Com efeito, 10 dias depois de sua morte, o rei tomava uma nova consorte, Jane Seymour. Sendo assim, é muito difícil encontrar hoje objetos relacionados ao período em que a filha de Sir Thomas Bolena foi rainha. Nas palavras de Antonia Fraser, ela havia se tornado uma espécie de não-ser depois de sua execução para na geração seguinte aparecer novamente como a mãe da monarca reinante. Mas nem mesmo durante o reinado de Elizabeth I (única criança nascida do segundo casamento do rei), foi feita uma tentativa em prol de restabelecer a memória de Ana. Aquela que ficou conhecida como “a rainha Virgem” sempre ressaltava o fato de ser filha de Henrique VIII, fonte de onde provinha sua autoridade para governar, e não de uma mulher decapitada por graves acusações. Apenas no século XIX, quando foi ordenada uma restauração na capela da Torre, os possíveis remanescentes humanos da segunda esposa do soberano foram redescobertos e, após um processo de exumação da ossada, a rainha Vitória ordenou que uma nova lápide fosse colocada no chão no coro, marcando o local de sua sepultura com seu brasão de armas e o título de rainha da Inglaterra restaurado post mortem.
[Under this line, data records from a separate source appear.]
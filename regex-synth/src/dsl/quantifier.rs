//! Quantifiers. The operand is always wrapped in `(?:...)`, so a quantifier
//! applies to the whole operand rather than to its last atom.
use crate::{
    expr::{Expression, Fragment},
    Error, Result,
};

fn quantify(expr: impl Expression, quantifier: &str) -> Fragment {
    Fragment::raw(format!("(?:{}){quantifier}", expr.to_regex()))
}

/// `(?:...)+`
pub fn one_or_more(expr: impl Expression) -> Fragment {
    quantify(expr, "+")
}

/// `(?:...)*`
pub fn zero_or_more(expr: impl Expression) -> Fragment {
    quantify(expr, "*")
}

/// `(?:...)?`
pub fn optional(expr: impl Expression) -> Fragment {
    quantify(expr, "?")
}

/// `(?:...){n}`
///
/// `n == 0` would erase the operand and `n == 1` is a no-op, both fail with
/// [`Error::RedundantQuantifier`].
pub fn exactly(n: u32, expr: impl Expression) -> Result<Fragment> {
    match n {
        0 => Err(Error::RedundantQuantifier("exactly zero times")),
        1 => Err(Error::RedundantQuantifier("exactly once")),
        n => Ok(quantify(expr, &format!("{{{n}}}"))),
    }
}

/// `(?:...){n,}`, or `*` / `+` for `0` / `1`.
pub fn at_least(n: u32, expr: impl Expression) -> Fragment {
    match n {
        0 => zero_or_more(expr),
        1 => one_or_more(expr),
        n => quantify(expr, &format!("{{{n},}}")),
    }
}

/// `(?:...){m,n}`
///
/// - `m > n` fails with [`Error::RangeOutOfOrder`].
/// - `0, 0` fails with [`Error::RedundantQuantifier`].
/// - `0, 1` is [`optional`].
/// - `1, 1` is the operand itself.
pub fn between(m: u32, n: u32, expr: impl Expression) -> Result<Fragment> {
    match (m, n) {
        (m, n) if m > n => Err(Error::RangeOutOfOrder {
            start: m.into(),
            end: n.into(),
        }),
        (0, 0) => Err(Error::RedundantQuantifier("between zero and zero times")),
        (0, 1) => Ok(optional(expr)),
        (1, 1) => Ok(Fragment::raw(expr.to_regex())),
        (m, n) => Ok(quantify(expr, &format!("{{{m},{n}}}"))),
    }
}

/// Makes a quantified expression match as few repetitions as possible.
///
/// ```
/// use regex_synth::{dsl::*, Expression};
///
/// assert_eq!(lazy(one_or_more(digit())).to_regex(), "(?:[0-9])+?");
/// ```
pub fn lazy(quantified: impl Expression) -> Fragment {
    Fragment::raw(quantified.to_regex() + "?")
}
Processo de restauração da peça.

O falcão coroado esculpido em madeira de carvalho foi comprado num leilão em 2019. A peça foi então levada para análise e se descobriu que o material remontava ao período em que Ana Bolena foi rainha. Alguns especialistas, inclusive, sugeriram que o objeto teria pertencido à própria Ana. De 101 libras, o valor do item passou a custar 270.000 (cerca de 2.053.236,60 de reais, em câmbio atual). O negociante Paul Fitzsimmons, da Marhamchurch Antiques, disse que quando avistou o falcão pela primeira vez o objeto estava coberto por uma camada preta de fuligem, que foi cuidadosamente removida. Pouco depois, ele percebeu que se tratava de um artigo realmente valioso: “Não soube imediatamente que era o distintivo de Ana Bolena”, disse ele ao Observer. “Mas eu sabia que ele tinha algum tipo de conexão real porque tinha a coroa e o cetro, e era um pássaro real”. O negociante em seguida começou a fazer pesquisas no Palácio de Hampton Court (um dos poucos locais onde vestígios do reinado de Ana sobrevieram) e se deparou com a figura de um pássaro real que representava a segunda esposa de Henrique VIII, bastante similar ao objeto que ele tinha em mãos.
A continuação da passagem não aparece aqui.